Die Qualitäten der beiden Musikerinnen treten noch stärker in der viersätzigen Suite von Thomas Rajna (1928-2021) in den Vordergrund, weil die beiden Instrumente hier wesentlich gleichberechtigter behandelt sind und die Werkteile sich wie eine Abfolge verschiedener Gewichtungen im Verhältnis zwischen Violine und Harfe ausnehmen – von den rhapsodischen Zügen des einleitenden „Dialogue“ über die unterschiedlich gewichteten liedhaften Momente in den Mittelsätzen „Lullaby“ und „Air“ bis zu den rhythmischen Vertracktheiten des abschließenden „Dance“.
Weniger überzeugend erscheint mir die Produktion allerdings an anderen Stellen: So passt die Komposition Die wandelnden Feen von Neukölln (2003) von Hooshyar Khayam (*1978), für Schönweiß und Ecke entstanden, zwar wunderbar zur programmatischen Ausrichtung der CD und verblüfft auch im Hinblick auf die Feinheiten, die Schönweiß der verzweigten, ornamentierten Melodik angedeihen lässt; doch bleibt das Stück blass, weil sich das behäbige Kreisen um immer wieder gleichartige harmonische Aspekte und melodische Orientalismen ziemlich rasch verbraucht.

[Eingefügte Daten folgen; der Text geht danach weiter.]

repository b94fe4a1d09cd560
//! Client testimonials. Submitted publicly, shown only once approved.

use serde::{Deserialize, Serialize};
use studio_core::validation::{not_blank, trimmed, trimmed_opt, DEFAULT_RATING};
use validator::Validate;

use super::{Editable, Resource};

pub struct Testimonial;

impl Resource for Testimonial {
    const COLLECTION: &'static str = "testimonials";
    const ENTITY: &'static str = "Testimonial";
    type Create = SubmitTestimonial;
}

impl Editable for Testimonial {
    type Update = UpdateTestimonial;
}

fn default_rating() -> i32 {
    DEFAULT_RATING
}

/// Public submission. `approved` is always stored as `false`.
#[derive(Debug, Clone, Deserialize, Serialize, Validate)]
#[serde(rename_all = "camelCase")]
pub struct SubmitTestimonial {
    #[serde(deserialize_with = "trimmed")]
    #[validate(custom(function = "not_blank"))]
    pub name: String,
    #[validate(custom(function = "not_blank"))]
    pub message: String,
    /// Public path of an uploaded photo.
    #[serde(default, skip_serializing_if = "Option::is_none")]
    pub photo: Option<String>,
    #[serde(default = "default_rating")]
    #[validate(range(min = 1, max = 5, message = "must be between 1 and 5"))]
    pub rating: i32,
    #[serde(skip_deserializing)]
    pub approved: bool,
}

/// Moderation edit: approve/unapprove or correct the visible fields.
#[derive(Debug, Clone, Default, Deserialize, Serialize, Validate)]
#[serde(rename_all = "camelCase")]
pub struct UpdateTestimonial {
    #[serde(default, skip_serializing_if = "Option::is_none")]
    pub approved: Option<bool>,
    #[serde(default, deserialize_with = "trimmed_opt", skip_serializing_if = "Option::is_none")]
    #[validate(custom(function = "not_blank"))]
    pub name: Option<String>,
    #[serde(default, skip_serializing_if = "Option::is_none")]
    #[validate(custom(function = "not_blank"))]
    pub message: Option<String>,
    #[serde(default, skip_serializing_if = "Option::is_none")]
    #[validate(range(min = 1, max = 5, message = "must be between 1 and 5"))]
    pub rating: Option<i32>,
}
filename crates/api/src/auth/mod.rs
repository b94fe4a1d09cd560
//! Authentication primitives.
//!
//! - [`password`] -- Argon2id password hashing and verification.
//! - [`jwt`] -- JWT access-token generation and validation.

pub mod jwt;
pub mod password;
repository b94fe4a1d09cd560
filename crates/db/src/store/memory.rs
use std::collections::HashMap;

use async_trait::async_trait;
use chrono::Utc;
use indexmap::IndexMap;
use serde_json::Value;
use tokio::sync::RwLock;

use super::{new_id, Document, DocumentStore, Fields, StoreError, UNIQUE_FIELDS};

type Collection = IndexMap<String, Document>;

/// Process-local document store.
///
/// Keeps insertion order per collection. Used for local development when no
/// `DATABASE_URL` is configured, and by the HTTP test suite.
#[derive(Debug, Default)]
pub struct MemoryStore {
    collections: RwLock<HashMap<String, Collection>>,
}

impl MemoryStore {
    pub fn new() -> Self {
        Self::default()
    }
}

/// Check `fields` against [`UNIQUE_FIELDS`], ignoring the record `own_id`.
///
/// Runs under the write lock so check and write are one step.
fn check_unique(
    collection_name: &str,
    collection: Option<&Collection>,
    own_id: Option<&str>,
    fields: &Fields,
) -> Result<(), StoreError> {
    let Some(collection) = collection else {
        return Ok(());
    };
    for rule in UNIQUE_FIELDS.iter().filter(|r| r.collection == collection_name) {
        let Some(value) = fields.get(rule.field).filter(|v| !v.is_null()) else {
            continue;
        };
        let taken = collection.values().any(|doc| {
            Some(doc.id.as_str()) != own_id && doc.fields.get(rule.field) == Some(value)
        });
        if taken {
            return Err(StoreError::Duplicate(rule.constraint.to_string()));
        }
    }
    Ok(())
}

#[async_trait]
impl DocumentStore for MemoryStore {
    async fn list(&self, collection: &str) -> Result<Vec<Document>, StoreError> {
        let guard = self.collections.read().await;
        Ok(guard
            .get(collection)
            .map(|c| c.values().cloned().collect())
            .unwrap_or_default())
    }

    async fn find_by_id(
        &self,
        collection: &str,
        id: &str,
    ) -> Result<Option<Document>, StoreError> {
        let guard = self.collections.read().await;
        Ok(guard.get(collection).and_then(|c| c.get(id)).cloned())
    }

    async fn find_by_field(
        &self,
        collection: &str,
        field: &str,
        value: &Value,
    ) -> Result<Vec<Document>, StoreError> {
        let guard = self.collections.read().await;
        Ok(guard
            .get(collection)
            .map(|c| {
                c.values()
                    .filter(|doc| doc.fields.get(field) == Some(value))
                    .cloned()
                    .collect()
            })
            .unwrap_or_default())
    }

    async fn insert(&self, collection: &str, fields: Fields) -> Result<Document, StoreError> {
        let now = Utc::now();
        let doc = Document {
            id: new_id(),
            fields,
            created_at: now,
            updated_at: now,
        };

        let mut guard = self.collections.write().await;
        check_unique(collection, guard.get(collection), None, &doc.fields)?;
        guard
            .entry(collection.to_string())
            .or_default()
            .insert(doc.id.clone(), doc.clone());
        Ok(doc)
    }

    async fn merge(
        &self,
        collection: &str,
        id: &str,
        patch: Fields,
    ) -> Result<Option<Document>, StoreError> {
        let mut guard = self.collections.write().await;
        let existing = guard.get(collection).filter(|c| c.contains_key(id));
        if existing.is_none() {
            return Ok(None);
        }
        check_unique(collection, existing, Some(id), &patch)?;
        let Some(doc) = guard.get_mut(collection).and_then(|c| c.get_mut(id)) else {
            return Ok(None);
        };
        doc.fields.extend(patch);
        doc.updated_at = Utc::now();
        Ok(Some(doc.clone()))
    }

    async fn delete(&self, collection: &str, id: &str) -> Result<bool, StoreError> {
        let mut guard = self.collections.write().await;
        Ok(guard
            .get_mut(collection)
            .is_some_and(|c| c.shift_remove(id).is_some()))
    }

    async fn health_check(&self) -> Result<(), StoreError> {
        Ok(())
    }
}

#[cfg(test)]
mod tests {
    use serde_json::json;

    use super::*;
    use crate::store::to_fields;

    fn fields(v: Value) -> Fields {
        to_fields(&v).unwrap()
    }

    #[tokio::test]
    async fn empty_collection_lists_nothing() {
        let store = MemoryStore::new();
        assert!(store.list("services").await.unwrap().is_empty());
    }

    #[tokio::test]
    async fn insert_then_find() {
        let store = MemoryStore::new();
        let doc = store
            .insert("services", fields(json!({"title": "X", "description": "Y"})))
            .await
            .unwrap();

        let found = store.find_by_id("services", &doc.id).await.unwrap().unwrap();
        assert_eq!(found, doc);
        assert!(store.find_by_id("about", &doc.id).await.unwrap().is_none());
    }

    #[tokio::test]
    async fn list_keeps_insertion_order_after_delete() {
        let store = MemoryStore::new();
        let a = store.insert("team", fields(json!({"name": "a"}))).await.unwrap();
        let b = store.insert("team", fields(json!({"name": "b"}))).await.unwrap();
        let c = store.insert("team", fields(json!({"name": "c"}))).await.unwrap();

        assert!(store.delete("team", &b.id).await.unwrap());

        let ids: Vec<_> = store
            .list("team")
            .await
            .unwrap()
            .into_iter()
            .map(|d| d.id)
            .collect();
        assert_eq!(ids, vec![a.id, c.id]);
    }

    #[tokio::test]
    async fn merge_is_shallow_and_keeps_other_fields() {
        let store = MemoryStore::new();
        let doc = store
            .insert("about", fields(json!({"title": "Old", "description": "Keep"})))
            .await
            .unwrap();

        let merged = store
            .merge("about", &doc.id, fields(json!({"title": "New"})))
            .await
            .unwrap()
            .unwrap();

        assert_eq!(merged.fields["title"], "New");
        assert_eq!(merged.fields["description"], "Keep");
        assert_eq!(merged.created_at, doc.created_at);
        assert!(merged.updated_at >= doc.updated_at);
    }

    #[tokio::test]
    async fn merge_unknown_id_is_none() {
        let store = MemoryStore::new();
        let result = store
            .merge("about", "missing", fields(json!({"title": "t"})))
            .await
            .unwrap();
        assert!(result.is_none());
    }

    #[tokio::test]
    async fn delete_unknown_id_reports_false() {
        let store = MemoryStore::new();
        assert!(!store.delete("services", "missing").await.unwrap());
    }

    #[tokio::test]
    async fn duplicate_user_email_is_rejected_on_insert_and_merge() {
        let store = MemoryStore::new();
        store
            .insert("users", fields(json!({"email": "a@b.com"})))
            .await
            .unwrap();
        let other = store
            .insert("users", fields(json!({"email": "c@d.com"})))
            .await
            .unwrap();

        let result = store.insert("users", fields(json!({"email": "a@b.com"}))).await;
        assert!(matches!(result, Err(StoreError::Duplicate(c)) if c == "uq_documents_user_email"));

        let result = store
            .merge("users", &other.id, fields(json!({"email": "a@b.com"})))
            .await;
        assert!(matches!(result, Err(StoreError::Duplicate(_))));

        // Re-saving a record's own email is fine.
        let same = store
            .merge("users", &other.id, fields(json!({"email": "c@d.com"})))
            .await
            .unwrap();
        assert!(same.is_some());

        // Other collections are unconstrained.
        store
            .insert("contact", fields(json!({"email": "a@b.com"})))
            .await
            .unwrap();
        store
            .insert("contact", fields(json!({"email": "a@b.com"})))
            .await
            .unwrap();
    }

    #[tokio::test]
    async fn find_by_field_matches_exact_values() {
        let store = MemoryStore::new();
        store
            .insert("testimonials", fields(json!({"name": "a", "approved": true})))
            .await
            .unwrap();
        store
            .insert("testimonials", fields(json!({"name": "b", "approved": false})))
            .await
            .unwrap();

        let approved = store
            .find_by_field("testimonials", "approved", &json!(true))
            .await
            .unwrap();
        assert_eq!(approved.len(), 1);
        assert_eq!(approved[0].fields["name"], "a");
    }
}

Auf andere Weise problematisch ist Eckes Bearbeitung von Maurice Ravels Tzigane: Auch wenn der Beginn die Atmosphäre von Ravels ursprünglich für das Luthéal geschriebene Version weitaus besser einfängt als eine Klavierbegleitung, erweist sich das Begleitinstrument Harfe als Bremse für die Geigerin. Das weite dynamische Spektrum des Violinparts, von dem die Komposition eigentlich lebt, muss oft zugunsten der klanglichen Balance stark reduziert werden, weshalb Schönweiß ihr Spiel nie richtig ausagiert und auf Dauer – trotz eines klangfarblich überzeugenden Zugangs – viel zu zurückhaltend wirkt.